# ISO Mexican white cheese queso sauce



## PytnPlace (Nov 6, 2006)

Hi!  I'm a newbie - so happy to have found this website!  

Anyway, my question, does anyone have a recipe similar to the white queso sauce found in Mexican resaurants?  I have a number of Mexican cookbooks and can't find anything like it.  I have tried to duplicate it using cream cheese as a base, but I'm not there yet.  Any ideas?

Thanks so much!


----------



## boufa06 (Nov 6, 2006)

Try the recipe at http://www.recipezaar.com/37768


----------



## BreezyCooking (Nov 6, 2006)

Where do you live?  Around here, several supermarkets carry authentic Mexican cheeses, like Queso Fresco, Queso Fresco with Jalapeno, etc., etc., among others.   Around here in Virginia the largest selections are at Wal-Mart & Food Lion.


----------



## PytnPlace (Nov 6, 2006)

Thanks, I'll try that recipe at zaar.  

I can get authentic mexican cheese here as well, I'm sure a mexi melting cheese would be good in this recipe.

Thanks for your help!


----------



## karadekoolaid (Nov 6, 2006)

Unless you live in Mexico, it is likely that your Mexican Restaurant Cheese Sauce is not authentic. Never mind - it's the taste that counts! 
Try making a thin bechamel sauce and add _Cotija_ cheese, or some form of _Queso blanco duro _(that's basically "hard" white cheese, rather than the soft creamy stuff. 

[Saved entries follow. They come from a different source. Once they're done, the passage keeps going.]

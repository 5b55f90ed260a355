//! Frame encoding for the EZB macro-pad protocol.
//!
//! The wire format is a compact text frame:
//! ```text
//! ┌─────────┬──────────────┬────────────┬───────────┐
//! │  "ebf"  │ length digit │ type digit │   body    │
//! │ 3 chars │    1 char    │   1 char   │  n chars  │
//! └─────────┴──────────────┴────────────┴───────────┘
//! ```
//! The length digit encodes `total frame length - 4` (magic and the length
//! position itself excluded) as one base-10 digit, patched into offset 3
//! after the body is assembled. A frame whose length code would need more
//! than one digit cannot be represented on this device; [`ConfigMessage::encode`]
//! refuses it instead of silently widening the field.

use bytes::{BufMut, Bytes, BytesMut};

use crate::error::FrameError;
use crate::protocol::keys::{escape, modifier_count};
use crate::types::{KeyIndex, LedColor, Profile};

/// Frame magic prefix.
pub const FRAME_MAGIC: &[u8; 3] = b"ebf";

/// Maximum value the single-digit length field can carry.
pub const MAX_LENGTH_CODE: usize = 9;

/// Offset of the length digit within a frame.
const LENGTH_OFFSET: usize = 3;

/// Message kinds and their wire type digits.
#[derive(Debug, Clone, Copy, PartialEq, Eq, Hash)]
#[repr(u8)]
pub enum MessageKind {
    /// Bind a macro to a key.
    MacroBind = 0,
    /// Set backlight color and brightness.
    LedColor = 1,
    /// Assign alias text to a key.
    AliasAdd = 2,
    /// Clear the alias on a key.
    AliasRemove = 3,
    /// Store Wi-Fi credentials.
    WifiConfig = 4,
    /// Request the firmware version banner.
    VersionQuery = 5,
    /// Attach script text to a key.
    ScriptAdd = 6,
    /// Clear the script on a key.
    ScriptRemove = 7,
}

impl MessageKind {
    /// Returns the ASCII type digit.
    #[must_use]
    pub const fn type_digit(self) -> u8 {
        b'0' + self as u8
    }
}

/// One logical configuration action, ready to encode.
///
/// Content constraints (macro length, profile and key ranges, color shape)
/// are enforced before construction; encoding itself only fails when the
/// assembled frame outgrows the single-digit length field.
#[derive(Debug, Clone)]
pub enum ConfigMessage {
    /// Bind macro text to a key. The text is token-escaped on encode.
    MacroBind {
        profile: Profile,
        key: KeyIndex,
        text: String,
    },
    /// Set the backlight color and brightness.
    LedColor { color: LedColor, brightness: u8 },
    /// Assign alias text to a key. Not token-escaped.
    AliasAdd {
        profile: Profile,
        key: KeyIndex,
        alias: String,
    },
    /// Clear the alias on a key.
    AliasRemove { profile: Profile, key: KeyIndex },
    /// Store Wi-Fi credentials on the device.
    WifiConfig { ssid: String, password: String },
    /// Request the firmware version banner.
    VersionQuery,
    /// Attach script text to a key. Not token-escaped.
    ScriptAdd {
        profile: Profile,
        key: KeyIndex,
        script: String,
    },
    /// Clear the script on a key.
    ScriptRemove { profile: Profile, key: KeyIndex },
}

impl ConfigMessage {
    /// Returns the message kind.
    #[must_use]
    pub const fn kind(&self) -> MessageKind {
        match self {
            Self::MacroBind { .. } => MessageKind::MacroBind,
            Self::LedColor { .. } => MessageKind::LedColor,
            Self::AliasAdd { .. } => MessageKind::AliasAdd,
            Self::AliasRemove { .. } => MessageKind::AliasRemove,
            Self::WifiConfig { .. } => MessageKind::WifiConfig,
            Self::VersionQuery => MessageKind::VersionQuery,
            Self::ScriptAdd { .. } => MessageKind::ScriptAdd,
            Self::ScriptRemove { .. } => MessageKind::ScriptRemove,
        }
    }

    /// Encodes the message into one complete wire frame.
    ///
    /// Single pass: magic, placeholder length, type digit, body, then one
    /// patch of the length digit.
    ///
    /// # Errors
    ///
    /// Returns [`FrameError::Overflow`] if the length code exceeds one digit.
    pub fn encode(&self) -> Result<Bytes, FrameError> {
        let mut buf = BytesMut::with_capacity(16);
        buf.put_slice(FRAME_MAGIC);
        buf.put_u8(b'0'); // placeholder, patched below
        buf.put_u8(self.kind().type_digit());
        self.put_body(&mut buf);

        let length = buf.len() - LENGTH_OFFSET - 1;
        if length > MAX_LENGTH_CODE {
            return Err(FrameError::Overflow {
                len: length,
                max: MAX_LENGTH_CODE,
            });
        }
        buf[LENGTH_OFFSET] = b'0' + length as u8;

        Ok(buf.freeze())
    }

    fn put_body(&self, buf: &mut BytesMut) {
        match self {
            Self::MacroBind { profile, key, text } => {
                put_key_header(buf, *profile, *key);
                let flag = if modifier_count(text) > 0 { b'1' } else { b'0' };
                buf.put_u8(flag);
                put_text(buf, &escape(text));
            }
            Self::LedColor { color, brightness } => {
                buf.put_slice(color.to_hex().as_bytes());
                buf.put_u8(*brightness);
            }
            Self::AliasAdd {
                profile,
                key,
                alias,
            } => {
                put_key_header(buf, *profile, *key);
                put_text(buf, alias);
            }
            Self::AliasRemove { profile, key } | Self::ScriptRemove { profile, key } => {
                put_key_header(buf, *profile, *key);
            }
            Self::WifiConfig { ssid, password } => {
                put_text(buf, ssid);
                buf.put_u8(b'.');
                put_text(buf, password);
            }
            Self::VersionQuery => {}
            Self::ScriptAdd {
                profile,
                key,
                script,
            } => {
                put_key_header(buf, *profile, *key);
                put_text(buf, script);
            }
        }
    }
}

/// Writes `profile '.' key ':'`, the shared per-key body prefix.
fn put_key_header(buf: &mut BytesMut, profile: Profile, key: KeyIndex) {
    buf.put_u8(profile.as_char() as u8);
    buf.put_u8(b'.');
    buf.put_u8(key.as_char() as u8);
    buf.put_u8(b':');
}

/// Writes text one code unit per byte.
///
/// Sentinel characters (U+00A8..=U+00E7) map straight to their byte value;
/// no UTF-8 transcoding happens on the wire. Callers gate input through
/// [`crate::protocol::validate_wire_text`], so every character fits a byte.
fn put_text(buf: &mut BytesMut, text: &str) {
    for ch in text.chars() {
        buf.put_u8(ch as u8);
    }
}

#[cfg(test)]
mod tests {
    use super::*;

    fn profile(slot: u8) -> Profile {
        Profile::new(slot).unwrap()
    }

    fn key(n: u8) -> KeyIndex {
        KeyIndex::new(n).unwrap()
    }

    #[test]
    fn test_version_query_frame() {
        let frame = ConfigMessage::VersionQuery.encode().unwrap();
        assert_eq!(&frame[..], b"ebf15");
    }

    #[test]
    fn test_alias_remove_frame() {
        let msg = ConfigMessage::AliasRemove {
            profile: profile(2),
            key: key(3),
        };
        let frame = msg.encode().unwrap();
        assert_eq!(&frame[..], b"ebf532.3:");
    }

    #[test]
    fn test_script_remove_frame() {
        let msg = ConfigMessage::ScriptRemove {
            profile: profile(2),
            key: key(3),
        };
        let frame = msg.encode().unwrap();
        assert_eq!(&frame[..], b"ebf572.3:");
    }

    #[test]
    fn test_length_digit_is_idempotent() {
        let messages = [
            ConfigMessage::VersionQuery,
            ConfigMessage::AliasRemove {
                profile: profile(0),
                key: key(1),
            },
            ConfigMessage::AliasAdd {
                profile: profile(1),
                key: key(2),
                alias: "cp".into(),
            },
            ConfigMessage::LedColor {
                color: LedColor::new(0xFF, 0x88, 0x00),
                brightness: 0x40,
            },
        ];
        for msg in &messages {
            let frame = msg.encode().unwrap();
            // Re-derive the length code from the finished frame.
            assert_eq!(frame[3], b'0' + (frame.len() - 4) as u8);
        }
    }

    #[test]
    fn test_macro_bind_escapes_and_flags() {
        let msg = ConfigMessage::MacroBind {
            profile: profile(0),
            key: key(1),
            text: "[lctrl]c".into(),
        };
        let frame = msg.encode().unwrap();
        assert_eq!(&frame[..], b"ebf800.1:1\xE0c");
    }

    #[test]
    fn test_macro_bind_without_modifiers() {
        let msg = ConfigMessage::MacroBind {
            profile: profile(0),
            key: key(1),
            text: "hi".into(),
        };
        let frame = msg.encode().unwrap();
        assert_eq!(&frame[..], b"ebf800.1:0hi");
    }

    #[test]
    fn test_led_color_frame() {
        let msg = ConfigMessage::LedColor {
            color: LedColor::new(0xFF, 0x88, 0x00),
            brightness: 0x40,
        };
        let frame = msg.encode().unwrap();
        assert_eq!(&frame[..], b"ebf81ff8800\x40");
    }

    #[test]
    fn test_wifi_config_frame() {
        let msg = ConfigMessage::WifiConfig {
            ssid: "ab".into(),
            password: "cdef".into(),
        };
        let frame = msg.encode().unwrap();
        assert_eq!(&frame[..], b"ebf84ab.cdef");
    }

    #[test]
    fn test_alias_text_is_not_token_escaped() {
        let msg = ConfigMessage::AliasAdd {
            profile: profile(0),
            key: key(1),
            alias: "[up]".into(),
        };
        let frame = msg.encode().unwrap();
        assert_eq!(&frame[..], b"ebf920.1:[up]");
    }

    #[test]
    fn test_length_overflow_is_rejected() {
        let msg = ConfigMessage::AliasAdd {
            profile: profile(0),
            key: key(1),
            alias: "too-long-alias".into(),
        };
        match msg.encode() {
            Err(FrameError::Overflow { len, max }) => {
                assert!(len > max);
                assert_eq!(max, MAX_LENGTH_CODE);
            }
            other => panic!("expected overflow, got {other:?}"),
        }
    }

    #[test]
    fn test_type_digits() {
        assert_eq!(MessageKind::MacroBind.type_digit(), b'0');
        assert_eq!(MessageKind::LedColor.type_digit(), b'1');
        assert_eq!(MessageKind::AliasAdd.type_digit(), b'2');
        assert_eq!(MessageKind::AliasRemove.type_digit(), b'3');
        assert_eq!(MessageKind::WifiConfig.type_digit(), b'4');
        assert_eq!(MessageKind::VersionQuery.type_digit(), b'5');
        assert_eq!(MessageKind::ScriptAdd.type_digit(), b'6');
        assert_eq!(MessageKind::ScriptRemove.type_digit(), b'7');
    }
}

If you live in the Miami area I've got a friend who exports white cheese from here - maybe I could find out where it's distributed.


----------



## PytnPlace (Nov 12, 2006)

Your right, the white cheese sauce is probably not authentic but I love just a little bit - not swimming in it tho - I will try making the white sauce and adding mexi cheese.  Thanks!


----------